▶ _Requirement_
Find every line below with the word "that". Then give only how many there are.

▶ _Data extracts_
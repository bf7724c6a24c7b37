// Media selector: paginated, debounced search over a media library plus the
// user's selection, caption/link metadata, alignment and slideshow delay.
//
// Time is passed in explicitly, so the state machine never sleeps or spawns.
// A query is "fired" by `poll`, which hands out a ticket; only the response
// for the most recent ticket is applied.

use std::time::{Duration, Instant};

use tracing::debug;

use crate::config::SelectorSettings;
use crate::error::QueryError;
use crate::media::{MediaItem, MediaPage, MediaQuery, MediaSource};
use crate::richtext::entity::Alignment;

/// Collapses a burst of changes into one action after a quiet period
#[derive(Debug, Clone)]
pub struct Debouncer {
    delay: Duration,
    deadline: Option<Instant>,
}

impl Debouncer {
    pub fn new(delay: Duration) -> Self {
        Debouncer {
            delay,
            deadline: None,
        }
    }

    pub fn delay(&self) -> Duration {
        self.delay
    }

    /// Restart the quiet period
    pub fn schedule(&mut self, now: Instant) {
        self.deadline = Some(now + self.delay);
    }

    /// Make the action due right away
    pub fn fire_now(&mut self, now: Instant) {
        self.deadline = Some(now);
    }

    pub fn is_pending(&self) -> bool {
        self.deadline.is_some()
    }

    pub fn is_due(&self, now: Instant) -> bool {
        self.deadline.is_some_and(|deadline| now >= deadline)
    }

    /// Returns true (once) when the action is due
    pub fn take_due(&mut self, now: Instant) -> bool {
        if self.is_due(now) {
            self.deadline = None;
            true
        } else {
            false
        }
    }

    pub fn cancel(&mut self) {
        self.deadline = None;
    }
}

#[derive(Debug, Clone, PartialEq)]
pub struct SelectorConfig {
    pub page_size: usize,
    pub multi_select: bool,
    pub enable_caption: bool,
    pub enable_url: bool,
    pub enable_alignment: bool,
    pub enable_delay: bool,
    pub debounce: Duration,
    /// Slideshow delay shown when the selector opens, in seconds
    pub initial_delay: f64,
}

impl Default for SelectorConfig {
    fn default() -> Self {
        Self::image()
    }
}

impl SelectorConfig {
    /// Image library picker; every option starts disabled
    pub fn image() -> Self {
        SelectorConfig {
            page_size: 6,
            multi_select: false,
            enable_caption: false,
            enable_url: false,
            enable_alignment: false,
            enable_delay: false,
            debounce: Duration::from_millis(300),
            initial_delay: 5.0,
        }
    }

    /// Video picker: single select with a description
    pub fn video() -> Self {
        SelectorConfig {
            enable_caption: true,
            ..Self::image()
        }
    }

    /// Site image picker with a larger grid and uploads
    pub fn site_image() -> Self {
        SelectorConfig {
            page_size: 18,
            ..Self::image()
        }
    }

    /// All slideshow options switched on
    pub fn slideshow(mut self) -> Self {
        self.multi_select = true;
        self.enable_caption = true;
        self.enable_url = true;
        self.enable_alignment = true;
        self.enable_delay = true;
        self
    }

    /// Apply configured page size, debounce and delay to a preset
    pub fn from_settings(mut self, settings: &SelectorSettings, page_size: usize) -> Self {
        self.page_size = page_size.max(1);
        self.debounce = Duration::from_millis(settings.debounce_ms);
        self.initial_delay = settings.default_delay;
        self
    }
}

/// A failed query, with the request that caused it
#[derive(Debug, Clone, PartialEq)]
pub struct Diagnostic {
    pub message: String,
    pub query: MediaQuery,
}

#[derive(Debug, Clone, PartialEq)]
pub enum SelectorState {
    /// Opened, no query issued yet
    Idle,
    Searching,
    Results,
    Error(Diagnostic),
}

/// A fired query; pass it back to `resolve` with the response
#[derive(Debug, Clone, PartialEq)]
pub struct QueryTicket {
    pub id: u64,
    pub query: MediaQuery,
}

/// A picked item and the metadata the user attached to it
#[derive(Debug, Clone, PartialEq)]
pub struct SelectedItem<T> {
    pub item: T,
    pub desc: String,
    pub url: Option<String>,
}

impl<T> SelectedItem<T> {
    pub fn new(item: T) -> Self {
        SelectedItem {
            item,
            desc: String::new(),
            url: None,
        }
    }
}

#[derive(Debug, Clone, PartialEq)]
pub enum SelectorOutcome<T> {
    Confirmed {
        selected: Vec<SelectedItem<T>>,
        alignment: Option<Alignment>,
        /// Seconds, at least 1; only reported when delays are enabled
        delay: Option<f64>,
    },
    Cancelled,
}

#[derive(Debug)]
pub struct Selector<T: MediaItem> {
    config: SelectorConfig,
    state: SelectorState,
    /// 1-based; 0 until the first search
    page: usize,
    search_text: String,
    debouncer: Debouncer,
    next_ticket: u64,
    in_flight: Option<u64>,
    results: Vec<T>,
    count: usize,
    selected: Vec<SelectedItem<T>>,
    alignment: Option<Alignment>,
    delay_text: String,
}

impl<T: MediaItem> Selector<T> {
    pub fn new(config: SelectorConfig) -> Self {
        Self::with_selection(config, Vec::new(), None)
    }

    /// Open on an existing selection (editing a block that already has media)
    pub fn with_selection(
        config: SelectorConfig,
        selected: Vec<SelectedItem<T>>,
        alignment: Option<Alignment>,
    ) -> Self {
        let mut selected = selected;
        if !config.multi_select && selected.len() > 1 {
            selected.truncate(1);
        }
        Selector {
            debouncer: Debouncer::new(config.debounce),
            delay_text: config.initial_delay.to_string(),
            config,
            state: SelectorState::Idle,
            page: 0,
            search_text: String::new(),
            next_ticket: 0,
            in_flight: None,
            results: Vec::new(),
            count: 0,
            selected,
            alignment,
        }
    }

    pub fn config(&self) -> &SelectorConfig {
        &self.config
    }

    pub fn state(&self) -> &SelectorState {
        &self.state
    }

    pub fn page(&self) -> usize {
        self.page
    }

    pub fn search_text(&self) -> &str {
        &self.search_text
    }

    pub fn results(&self) -> &[T] {
        &self.results
    }

    /// Total number of matches reported by the last applied response
    pub fn count(&self) -> usize {
        self.count
    }

    pub fn total_pages(&self) -> usize {
        self.count.div_ceil(self.config.page_size.max(1))
    }

    pub fn selected(&self) -> &[SelectedItem<T>] {
        &self.selected
    }

    pub fn is_selected(&self, id: &str) -> bool {
        self.selected.iter().any(|s| s.item.id() == id)
    }

    pub fn alignment(&self) -> Option<Alignment> {
        self.alignment
    }

    pub fn delay_text(&self) -> &str {
        &self.delay_text
    }

    /// Show the first page of the unfiltered library
    pub fn open(&mut self, now: Instant) {
        self.set_page(1, now);
    }

    /// New search text: back to page 1, query after the debounce delay
    pub fn set_search_text(&mut self, text: impl Into<String>, now: Instant) {
        self.search_text = text.into();
        self.page = 1;
        self.state = SelectorState::Searching;
        self.debouncer.schedule(now);
    }

    /// Jump to a page; the query is due immediately
    pub fn set_page(&mut self, page: usize, now: Instant) {
        self.page = page.max(1);
        self.state = SelectorState::Searching;
        self.debouncer.fire_now(now);
    }

    fn current_query(&self) -> MediaQuery {
        let take = self.config.page_size;
        MediaQuery {
            search_text: self.search_text.clone(),
            skip: self.page.saturating_sub(1) * take,
            take,
        }
    }

    /// Fire the pending query if its time has come
    pub fn poll(&mut self, now: Instant) -> Option<QueryTicket> {
        if !self.debouncer.take_due(now) {
            return None;
        }

        self.next_ticket += 1;
        self.in_flight = Some(self.next_ticket);
        let ticket = QueryTicket {
            id: self.next_ticket,
            query: self.current_query(),
        };
        debug!(ticket = ticket.id, search = %ticket.query.search_text, skip = ticket.query.skip, "media query fired");
        Some(ticket)
    }

    /// Apply a response. Returns false when the response was stale and dropped.
    pub fn resolve(&mut self, ticket: QueryTicket, result: Result<MediaPage<T>, QueryError>) -> bool {
        if self.in_flight != Some(ticket.id) {
            debug!(ticket = ticket.id, latest = ?self.in_flight, "dropping stale media response");
            return false;
        }
        self.in_flight = None;

        match result {
            Ok(page) => {
                self.count = page.count;
                self.results = page.items;
                // a newer request may already be waiting on the debounce
                if !self.debouncer.is_pending() {
                    self.state = SelectorState::Results;
                }
            }
            Err(err) => {
                self.results.clear();
                self.count = 0;
                self.state = SelectorState::Error(Diagnostic {
                    message: err.to_string(),
                    query: ticket.query,
                });
            }
        }
        true
    }

    /// Poll, run the query against `source` and apply the response
    pub fn run_due<S>(&mut self, now: Instant, source: &S) -> bool
    where
        S: MediaSource<Item = T>,
    {
        match self.poll(now) {
            Some(ticket) => {
                let result = source.search(&ticket.query);
                self.resolve(ticket, result)
            }
            None => false,
        }
    }

    /// Select or deselect an item from the results
    pub fn toggle(&mut self, item: T) {
        let before = self.selected.len();
        self.selected.retain(|s| s.item.id() != item.id());
        if self.selected.len() != before {
            return;
        }

        if self.config.multi_select {
            self.selected.push(SelectedItem::new(item));
        } else {
            self.selected = vec![SelectedItem::new(item)];
        }
    }

    /// Set caption and link of a selected item. Returns false if it is not selected.
    pub fn update_meta(&mut self, id: &str, desc: impl Into<String>, url: Option<String>) -> bool {
        let Some(index) = self.selected.iter().position(|s| s.item.id() == id) else {
            return false;
        };
        let updated = SelectedItem {
            item: self.selected[index].item.clone(),
            desc: desc.into(),
            url: url.filter(|u| !u.is_empty()),
        };

        if self.config.multi_select {
            self.selected = self
                .selected
                .iter()
                .enumerate()
                .map(|(i, s)| if i == index { updated.clone() } else { s.clone() })
                .collect();
        } else {
            self.selected = vec![updated];
        }
        true
    }

    /// Add freshly uploaded items to the selection
    pub fn append_uploaded(&mut self, items: Vec<T>) {
        for item in items {
            if self.is_selected(item.id()) {
                continue;
            }
            if self.config.multi_select {
                self.selected.push(SelectedItem::new(item));
            } else {
                self.selected = vec![SelectedItem::new(item)];
            }
        }
    }

    pub fn set_alignment(&mut self, alignment: Option<Alignment>) {
        self.alignment = alignment;
    }

    /// Raw text of the delay input
    pub fn set_delay(&mut self, text: impl Into<String>) {
        self.delay_text = text.into();
    }

    /// Delay to report: parsed finite input, at least 1 second
    fn adjusted_delay(&self) -> f64 {
        match self.delay_text.trim().parse::<f64>() {
            Ok(delay) if delay.is_finite() && delay >= 1.0 => delay,
            _ => 1.0,
        }
    }

    /// The confirmed selection; the selector itself is left as it is
    pub fn confirm(&self) -> SelectorOutcome<T> {
        let delay = self.config.enable_delay.then(|| self.adjusted_delay());
        let alignment = if self.config.enable_alignment {
            self.alignment
        } else {
            None
        };
        SelectorOutcome::Confirmed {
            selected: self.selected.clone(),
            alignment,
            delay,
        }
    }

    pub fn cancel(self) -> SelectorOutcome<T> {
        SelectorOutcome::Cancelled
    }
}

▶ _Result of the exercise_
2